### [PROBLEM STATEMENT]
Would you copy each line of the data below that has "init"?

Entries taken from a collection
◇ ◇ ◇ ◇

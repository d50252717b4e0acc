//! Run a single capture pass and print what it did.
//!
//! Usage: capture_once [--dry-run]
//!
//! With `--dry-run` pages are written to an in-memory store instead of the
//! database, starting from the beginning of the feed. The database settings
//! (`DATABASE_URL` or `MYSQL_*`) are only required without it.

use anyhow::Context;
use listing_capture::capture::{CaptureOptions, CaptureOrchestrator, RunSummary};
use listing_capture::config::Config;
use listing_capture::db::{Db, MemoryStore};
use listing_capture::feed::ReservoirClient;
use listing_capture::logging::init;

#[tokio::main]
async fn main() -> anyhow::Result<()> {
    init();

    let dry_run = std::env::args().any(|arg| arg == "--dry-run");
    let config = Config::from_env().context("loading configuration")?;
    let client = ReservoirClient::new(&config.feed).context("building feed client")?;
    let options = CaptureOptions::from(&config.capture);

    let summary = if dry_run {
        let orchestrator =
            CaptureOrchestrator::new(client, MemoryStore::new(), config.feed.page_limit, options);
        let summary = orchestrator.run_once().await.context("capture run failed")?;
        println!("Tokens priced in memory: {}", orchestrator.store().prices.len());
        summary
    } else {
        let database = config.database().context("database settings")?;
        let db = Db::new(&database.url)
            .await
            .context("connecting to database")?;
        db.create_tables().await.context("creating tables")?;
        let orchestrator = CaptureOrchestrator::new(client, db, config.feed.page_limit, options);
        orchestrator.run_once().await.context("capture run failed")?
    };

    print_summary(&summary);
    Ok(())
}

fn print_summary(summary: &RunSummary) {
    println!("Pages:          {}", summary.pages);
    println!("Activities:     {}", summary.activities);
    println!("Price facts:    {}", summary.price_facts);
    println!("Rejected:       {}", summary.rejected);
    println!("Skipped events: {}", summary.skipped_events);
}
use listing_capture::app::run;
use listing_capture::config::Config;
use listing_capture::error::Result;
use listing_capture::logging::{init, install_panic_hook};

#[tokio::main]
async fn main() -> Result<()> {
    init();
    install_panic_hook();

    let config = Config::from_env()?;

    run(config).await
}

◇ ◇ ◇ ◇

### [PROBLEM SOLUTION]
use listing_capture::logging::init;
    init();
use listing_capture::logging::{init, install_panic_hook};
    init();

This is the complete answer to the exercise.